L’âge d’or de son influence intellectuelle
couvre les années 60 et 70. Curieusement, on oublie
aujourd’hui d’analyser ce moment étonnant
où, autour de mai 68, les analyses de Bourdieu eurent
leur temps d’hégémonie. Mais, aujourd’hui,
la vague Bourdieu ne correspond pas à une influence
en retour de l’œuvre elle même. On dirait
que dans le grand vide de la pensée sur la société et
sa transformation, Pierre Bourdieu est un symbole rassurant.
Devant cette société opaque, presque impensable,
il est porté par un grand désir de travail
théorique.
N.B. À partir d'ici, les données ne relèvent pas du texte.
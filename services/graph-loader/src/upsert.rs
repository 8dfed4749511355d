//! Graph upsert engine: one file's resolved records become one transaction.
//!
//! Merges run level by level (State, EDD, County, Sector, Sub_Sector,
//! Metric), each level's nodes before the edge that reaches them, so every
//! edge's endpoints exist by the time it is merged.

use serde::Serialize;
use std::collections::{BTreeMap, BTreeSet};
use std::ops::AddAssign;
use tracing::{debug, warn};

use crate::identity::{IdentityCache, NaturalKey, ResolvedRecord};
use crate::store::{
    EdgeMerge, EdgeSpec, GraphStore, GraphTxn, MergeCounts, NodeLabel, NodeMerge, PropValue,
    Properties, RelType, StoreError,
};

#[derive(Debug, Default, Clone, Copy, PartialEq, Eq, Serialize)]
pub struct WriteStats {
    pub nodes: MergeCounts,
    pub edges: MergeCounts,
}

impl AddAssign for WriteStats {
    fn add_assign(&mut self, other: Self) {
        self.nodes += other.nodes;
        self.edges += other.edges;
    }
}

/// One hierarchy level: its nodes and the edge that attaches them to the
/// level above. Metrics get two edge groups (from Sector and from Sub_Sector).
#[derive(Debug)]
struct Level {
    label: NodeLabel,
    nodes: BTreeMap<NaturalKey, NodeMerge>,
    edges: Vec<(EdgeSpec, BTreeSet<EdgeMerge>)>,
}

impl Level {
    fn new(label: NodeLabel, edges: &[EdgeSpec]) -> Self {
        Self {
            label,
            nodes: BTreeMap::new(),
            edges: edges.iter().map(|spec| (*spec, BTreeSet::new())).collect(),
        }
    }

    /// First occurrence wins for hierarchy nodes.
    fn add_node(&mut self, key: NaturalKey, props: Properties) {
        self.nodes.entry(key.clone()).or_insert(NodeMerge {
            key,
            props,
            refresh: Properties::new(),
        });
    }

    /// Property rewritten on every merge, even when the node already exists.
    fn refresh(&mut self, key: &NaturalKey, name: &'static str, value: PropValue) {
        if let Some(node) = self.nodes.get_mut(key) {
            node.refresh.insert(name, value);
        }
    }

    fn add_edge(&mut self, rel: RelType, from_label: NodeLabel, from: NaturalKey, to: NaturalKey) {
        if let Some((_, edges)) = self
            .edges
            .iter_mut()
            .find(|(spec, _)| spec.rel == rel && spec.from == from_label)
        {
            edges.insert(EdgeMerge { from, to });
        }
    }
}

const fn spec(rel: RelType, from: NodeLabel, to: NodeLabel) -> EdgeSpec {
    EdgeSpec { rel, from, to }
}

/// Every merge for one file, deduplicated by natural key and grouped by level.
#[derive(Debug)]
pub struct FileBatch {
    levels: Vec<Level>,
}

impl FileBatch {
    pub fn from_records(records: &[ResolvedRecord]) -> Self {
        let mut states = Level::new(NodeLabel::State, &[]);
        let mut edds = Level::new(
            NodeLabel::Edd,
            &[spec(RelType::HasEdd, NodeLabel::State, NodeLabel::Edd)],
        );
        let mut counties = Level::new(
            NodeLabel::County,
            &[spec(RelType::HasCounty, NodeLabel::Edd, NodeLabel::County)],
        );
        let mut sectors = Level::new(
            NodeLabel::Sector,
            &[spec(RelType::HasSector, NodeLabel::County, NodeLabel::Sector)],
        );
        let mut sub_sectors = Level::new(
            NodeLabel::SubSector,
            &[spec(RelType::HasSubSector, NodeLabel::Sector, NodeLabel::SubSector)],
        );
        let mut metrics = Level::new(
            NodeLabel::Metric,
            &[
                spec(RelType::Reports, NodeLabel::Sector, NodeLabel::Metric),
                spec(RelType::Reports, NodeLabel::SubSector, NodeLabel::Metric),
            ],
        );

        for record in records {
            let state_key = record.state_key();
            let edd_key = record.edd_key();
            let county_key = record.county_key();
            let sector_key = record.sector_key();
            let metric_key = record.metric_key();

            states.add_node(
                state_key.clone(),
                Properties::from([("name", record.state.display().into())]),
            );

            edds.add_node(
                edd_key.clone(),
                Properties::from([
                    ("name", record.edd.display().into()),
                    ("state", record.state.display().into()),
                ]),
            );
            edds.add_edge(RelType::HasEdd, NodeLabel::State, state_key, edd_key.clone());

            counties.add_node(
                county_key.clone(),
                Properties::from([
                    ("name", record.county.display().into()),
                    ("edd", record.edd.display().into()),
                    ("state", record.state.display().into()),
                ]),
            );
            // a file without the FIPS column never clears one set earlier
            if let Some(fips) = &record.fips_id {
                counties.refresh(&county_key, "fips_id", fips.as_str().into());
            }
            counties.add_edge(RelType::HasCounty, NodeLabel::Edd, edd_key, county_key.clone());

            sectors.add_node(
                sector_key.clone(),
                Properties::from([("name", record.sector.display().into())]),
            );
            sectors.add_edge(
                RelType::HasSector,
                NodeLabel::County,
                county_key,
                sector_key.clone(),
            );

            if let (Some(sub), Some(sub_key)) = (&record.sub_sector, record.sub_sector_key()) {
                sub_sectors.add_node(
                    sub_key.clone(),
                    Properties::from([
                        ("name", sub.display().into()),
                        ("sector", record.sector.display().into()),
                    ]),
                );
                sub_sectors.add_edge(
                    RelType::HasSubSector,
                    NodeLabel::Sector,
                    sector_key,
                    sub_key,
                );
            }

            let mut metric_props = Properties::from([
                ("name", record.metric.display().into()),
                ("year", record.year.into()),
                ("county", record.county.display().into()),
                ("state", record.state.display().into()),
                ("sector", record.sector.display().into()),
            ]);
            if let Some(sub) = &record.sub_sector {
                metric_props.insert("sub_sector", sub.display().into());
            }
            let previous = metrics.nodes.insert(
                metric_key.clone(),
                NodeMerge {
                    key: metric_key.clone(),
                    props: metric_props,
                    refresh: Properties::from([("value", record.value.into())]),
                },
            );
            // Same observation twice in one file: the later row wins.
            if let Some(previous) = previous {
                debug!(
                    location = %record.location,
                    metric = %record.metric,
                    year = record.year,
                    replaced = ?previous.refresh.get("value"),
                    "duplicate metric observation, keeping last value"
                );
            }
            let (reporter_label, reporter_key) = record.reporter();
            metrics.add_edge(RelType::Reports, reporter_label, reporter_key, metric_key);
        }

        Self {
            levels: vec![states, edds, counties, sectors, sub_sectors, metrics],
        }
    }

    pub fn node_count(&self) -> usize {
        self.levels.iter().map(|level| level.nodes.len()).sum()
    }

    pub fn edge_count(&self) -> usize {
        self.levels
            .iter()
            .flat_map(|level| level.edges.iter())
            .map(|(_, edges)| edges.len())
            .sum()
    }

    fn written_nodes(&self) -> impl Iterator<Item = (NodeLabel, &NaturalKey)> {
        self.levels
            .iter()
            .flat_map(|level| level.nodes.keys().map(move |key| (level.label, key)))
    }

    fn written_edges(&self) -> impl Iterator<Item = (RelType, &NaturalKey, &NaturalKey)> {
        self.levels
            .iter()
            .flat_map(|level| level.edges.iter())
            .flat_map(|(spec, edges)| edges.iter().map(move |e| (spec.rel, &e.from, &e.to)))
    }
}

/// Issue every merge of `batch` in dependency order inside `txn`.
///
/// Hierarchy elements a committed file of this run already wrote are
/// counted as matched without a round trip.
async fn apply(
    txn: &mut dyn GraphTxn,
    batch: &FileBatch,
    cache: &IdentityCache,
) -> Result<WriteStats, StoreError> {
    let mut stats = WriteStats::default();

    for level in &batch.levels {
        let (cached, fresh): (Vec<&NodeMerge>, Vec<&NodeMerge>) = level
            .nodes
            .values()
            .partition(|node| {
                node.refresh.is_empty() && cache.is_node_written(level.label, &node.key)
            });
        stats.nodes.matched += cached.len() as u64;
        let fresh: Vec<NodeMerge> = fresh.into_iter().cloned().collect();
        stats.nodes += txn.merge_nodes(level.label, &fresh).await?;

        for (spec, edges) in &level.edges {
            let (cached, fresh): (Vec<&EdgeMerge>, Vec<&EdgeMerge>) = edges
                .iter()
                .partition(|edge| cache.is_edge_written(spec.rel, &edge.from, &edge.to));
            stats.edges.matched += cached.len() as u64;
            let fresh: Vec<EdgeMerge> = fresh.into_iter().cloned().collect();
            stats.edges += txn.merge_edges(*spec, &fresh).await?;
        }
    }

    Ok(stats)
}

/// Write one file's batch atomically: commit on success, roll back on any error.
pub async fn write_batch(
    store: &dyn GraphStore,
    batch: &FileBatch,
    cache: &IdentityCache,
    file: &str,
) -> Result<WriteStats, StoreError> {
    let mut txn = store.begin().await?;

    match apply(txn.as_mut(), batch, cache).await {
        Ok(stats) => {
            txn.commit().await?;
            cache.mark_written(batch.written_nodes(), batch.written_edges());
            Ok(stats)
        }
        Err(e) => {
            warn!(file = %file, error = %e, "Error during batch merge, rolling back");
            if let Err(rollback) = txn.rollback().await {
                warn!(file = %file, error = %rollback, "Rollback failed");
            }
            Err(e)
        }
    }
}

// =============================================================================
// TESTS
// =============================================================================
Certes, c’est le moment où l’essentiel
de son travail théorique est devenu inopérant.
Mais, en même temps, Bourdieu a probablement lui-même
désiré occuper la place laissée vacante
par Sartre. Il y a un phantasme qui circule depuis la disparition
du philosophe. Qui pourrait prendre sa place ? Mais il n’y
a pas de place à prendre. Sartre était devenu à travers
les tribulations historiques une institution à lui
tout seul. La place, c’était Sartre lui-même,
figure analogue à Hugo ou à Zola.
Cependant, Bourdieu a donné tous les signes du grand
intellectuel engagé. Il a su depuis quelques années,
avec ce nouveau départ que fut la « Misère
du monde », se positionner comme le soutien de toutes
les luttes sociales identifiées comme radicales. Du
coup, il a manifesté quelque chose comme une ressemblance
avec Sartre, et en même temps, grand intellectuel et
grand militant, il a construit l’image d’un messager
possible des conditions théoriques et pratiques d’un
passage à l’autre société, de
la mise en œuvre de la radicale transformation.
1. C’est bien du côté d’un modeste
travail dans la théorie que je vous propose d’avancer,
après cette concession à l’actualité.
J’oserai vous présenter un petit outillage théorique
dont je tire moi-même quelques lumières.
Parlons donc de ce qui compose une société.
Je ne sais pas construire une représentation synthétique
de la société. Cependant, on peut distinguer
plusieurs instances relativement autonomes grâce auxquelles
la société se structure. Et disons-le d’emblée,
aucune de ces instances n’est ultime, aucune n’a
un rôle de détermination unilatérale
par rapport aux autres. Quelles sont ces instances, c’est-à-dire
ces lieux où quelque chose de décisif pour
le social se détermine ? L’économique,
le culturel, le politique, l’éthique et l’ordre
de la loi, le symbolique (où se rencontrent l’éthique,
le religieux, l’ordre du sens). C’est un découpage
très grossier. Mais il a l’avantage de susciter
quelques remarques utiles à approfondir.
La première consiste précisément à insister
sur la nécessité de ne pas chosifier ce découpage.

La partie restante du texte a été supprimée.